Google a parfaitement exécuté la consigne.

Le nombre de MQL a progressé. La stratégie d’enchères a trouvé de nouvelles conversions. Sur le tableau de bord Google Ads, le test semblait donc fonctionner.

Puis nous avons regardé ce que ces MQL rapportaient réellement.

La valeur moyenne d’un MQL provenant du SEA était passée de 236 € à 187 €.

Une baisse de 21 %.

Dans le même temps, le taux de transformation commercial des MQL SEA avait reculé de 3,8 % à 3,4 %.

Nous avions davantage de conversions.

Mais chaque conversion valait moins.

Infographic en français expliquant que Max Conv maximise le nombre de conversions, pas leur valeur, avec des blocs ‘1’ et des barres de valeur.

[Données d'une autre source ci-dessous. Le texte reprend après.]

//! HTTP server

pub mod http;

pub use http::{route, run, AppState, CALLBACK_PATH, LEGACY_CALLBACK_PATH};
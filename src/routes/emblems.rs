//! Read-only emblem lookups
//!
//! - GET /api/emblems/{emblemId}
//! - GET /api/emblems/status/{userId}
//! - GET /api/emblems/collections/{emblemType}
//! - GET /api/emblems/transactions/{orderId}
//! - GET /api/emblems/catalog/{emblemType} (unknown types get the generic entry)
//!
//! Documents are returned as relaxed extended JSON, so dates come back as
//! `{"$date": "..."}`.

use bytes::Bytes;
use http_body_util::Full;
use hyper::{Response, StatusCode};
use serde::Serialize;
use tracing::error;

use super::{json_response, not_found_response};
use crate::emblem::{catalog, EmblemType};
use crate::server::AppState;
use crate::types::Result;

pub const EMBLEMS_PREFIX: &str = "/api/emblems/";

/// Dispatch a GET under `/api/emblems/`
pub async fn handle_emblem_read(state: &AppState, path: &str) -> Response<Full<Bytes>> {
    let Some(rest) = path.strip_prefix(EMBLEMS_PREFIX) else {
        return not_found_response(path);
    };
    let segments: Vec<&str> = rest.split('/').filter(|s| !s.is_empty()).collect();
    let ledger = state.mint.ledger();

    match segments.as_slice() {
        ["status", user_id] => document_response(ledger.user_status(user_id).await, "User status"),
        ["collections", slug] => match EmblemType::from_slug(slug) {
            Some(emblem_type) => document_response(
                ledger.collection_stock(emblem_type).await,
                "Emblem collection",
            ),
            None => json_response(
                StatusCode::NOT_FOUND,
                &serde_json::json!({
                    "error": "Not Found",
                    "message": format!("Unknown emblem type '{}'", slug),
                }),
            ),
        },
        ["transactions", order_id] => {
            document_response(ledger.transaction(order_id).await, "Transaction")
        }
        ["catalog", slug] => catalog_response(slug),
        [emblem_id] => document_response(ledger.emblem(emblem_id).await, "Emblem"),
        _ => not_found_response(path),
    }
}

fn catalog_response(slug: &str) -> Response<Full<Bytes>> {
    let known = EmblemType::from_slug(slug);
    let entry = catalog::entry(slug);

    json_response(
        StatusCode::OK,
        &serde_json::json!({
            "emblemType": slug,
            "known": known.is_some(),
            "baseTraits": entry.base_traits,
            "benefits": entry.benefits,
            "description": entry.description,
            "image": known.map(|t| catalog::image_path(t.slug())),
        }),
    )
}

fn document_response<T: Serialize>(lookup: Result<Option<T>>, what: &str) -> Response<Full<Bytes>> {
    let doc = match lookup {
        Ok(Some(doc)) => doc,
        Ok(None) => {
            return json_response(
                StatusCode::NOT_FOUND,
                &serde_json::json!({
                    "error": "Not Found",
                    "message": format!("{} not found", what),
                }),
            )
        }
        Err(e) => {
            error!(error = %e, "{} lookup failed", what);
            return json_response(
                StatusCode::INTERNAL_SERVER_ERROR,
                &serde_json::json!({ "error": e.to_string() }),
            );
        }
    };

    match bson::to_bson(&doc) {
        Ok(value) => json_response(StatusCode::OK, &value.into_relaxed_extjson()),
        Err(e) => json_response(
            StatusCode::INTERNAL_SERVER_ERROR,
            &serde_json::json!({ "error": format!("Failed to encode {}: {}", what, e) }),
        ),
    }
}

#[cfg(test)]
mod tests {
    use super::*;
    use crate::test_support::memory_state;
    use http_body_util::BodyExt;

    async fn get(state: &AppState, path: &str) -> (StatusCode, serde_json::Value) {
        let response = handle_emblem_read(state, path).await;
        let status = response.status();
        let bytes = response.into_body().collect().await.unwrap().to_bytes();
        (status, serde_json::from_slice(&bytes).unwrap())
    }

    #[tokio::test]
    async fn test_collection_lookup() {
        let (state, _ledger) = memory_state(&[]);
        let (status, json) = get(&state, "/api/emblems/collections/lupul_intelepta").await;
        assert_eq!(status, StatusCode::OK);
        assert_eq!(json["_id"], "lupul_intelepta");
        assert_eq!(json["sold"], 0);
    }

    #[tokio::test]
    async fn test_unknown_type_and_missing_docs() {
        let (state, _ledger) = memory_state(&[]);

        let (status, _) = get(&state, "/api/emblems/collections/vulpea").await;
        assert_eq!(status, StatusCode::NOT_FOUND);

        let (status, json) = get(&state, "/api/emblems/status/nobody").await;
        assert_eq!(status, StatusCode::NOT_FOUND);
        assert_eq!(json["message"], "User status not found");

        let (status, _) = get(&state, "/api/emblems/a/b/c").await;
        assert_eq!(status, StatusCode::NOT_FOUND);
    }

    #[tokio::test]
    async fn test_catalog_lookup_falls_back_for_unknown_types() {
        let (state, _ledger) = memory_state(&[]);

        let (status, json) = get(&state, "/api/emblems/catalog/corbul_mistic").await;
        assert_eq!(status, StatusCode::OK);
        assert_eq!(json["known"], true);
        assert_eq!(json["image"], "/images/emblems/corbul_mistic.png");
        assert_eq!(json["baseTraits"].as_array().unwrap().len(), 3);

        let (status, json) = get(&state, "/api/emblems/catalog/dragonul_vechi").await;
        assert_eq!(status, StatusCode::OK);
        assert_eq!(json["known"], false);
        assert!(json["image"].is_null());
        assert_eq!(json["description"], "Un emblem unic din colecția Lupul și Corbul.");
        assert!(!json["benefits"].as_array().unwrap().is_empty());
    }

    #[tokio::test]
    async fn test_minted_documents_are_readable() {
        let (state, _ledger) = memory_state(&[]);
        let body = br#"{"orderId":"emblem_corbul_mistic_u7_1700000000000","status":"paid","amount":15000}"#;
        state.mint.handle_callback(body).await.unwrap();

        let (status, json) = get(&state, "/api/emblems/emblem_u7_1700000000000").await;
        assert_eq!(status, StatusCode::OK);
        assert_eq!(json["ownerId"], "u7");
        assert_eq!(json["purchasePrice"].as_f64(), Some(150.0));
        assert_eq!(json["currentValue"].as_f64(), Some(150.0));

        let (status, json) = get(&state, "/api/emblems/status/u7").await;
        assert_eq!(status, StatusCode::OK);
        assert_eq!(json["hasEmblem"], true);
        assert_eq!(json["emblemValue"].as_f64(), Some(150.0));

        let (status, json) = get(
            &state,
            "/api/emblems/transactions/emblem_corbul_mistic_u7_1700000000000",
        )
        .await;
        assert_eq!(status, StatusCode::OK);
        assert_eq!(json["type"], "mint");
        assert_eq!(json["amount"].as_f64(), Some(150.0));
        assert_eq!(json["currency"], "RON");
    }
}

Ce cas illustre l’une des erreurs les plus fréquentes en lead generation : demander à Smart Bidding de maximiser un indicateur intermédiaire, puis supposer qu’il maximisera automatiquement la valeur économique située derrière cet indicateur.

Ce n’est pas ainsi que l’algorithme fonctionne.

Google Ads n’optimise pas votre stratégie commerciale. Il optimise la représentation chiffrée que vous lui en fournissez.

Et lorsque cette représentation est incomplète, le risque n’est pas seulement que Smart Bidding se trompe.

Le risque est qu’il vous obéisse parfaitement.

Que s’est-il passé sur ce compte Google Ads ?

Le client voulait davantage de MQL. Nous avons donc lancé un test visant à augmenter le volume généré par les campagnes.

Après cette évolution, deux indicateurs se sont détériorés :

  • le chiffre d’affaires moyen par MQL SEA est passé de 236 € à 187 € ;
  • le taux de transformation des MQL SEA est passé de 3,8 % à 3,4 %.

La première hypothèse était celle d’un marché moins favorable.

Peut-être que les prospects achetaient moins. Peut-être que la pression concurrentielle avait augmenté. Peut-être que la demande s’était dégradée indépendamment de nos campagnes.

Cette explication était plausible.

Jusqu’à ce que nous observions le SEO.

Sur la même période, la valeur moyenne d’un MQL SEO était passée de 207 € à 325 €, soit une hausse de 57 %. Son taux de transformation avait progressé de 6,6 % à 8,5 %.

Le contraste était difficile à ignorer.

D’un côté, le SEA produisait des MQL moins rentables et moins susceptibles de devenir clients.

De l’autre, le SEO produisait des MQL dont la valeur et le taux de transformation augmentaient fortement.

Cette comparaison ne permet pas d’affirmer que la recherche de volume explique à elle seule toute la baisse observée dans Google Ads.

Le SEO et le SEA ne captent pas toujours les mêmes intentions. Ils peuvent toucher des profils différents, intervenir à des moments distincts du parcours d’achat ou bénéficier différemment de la notoriété de la marque.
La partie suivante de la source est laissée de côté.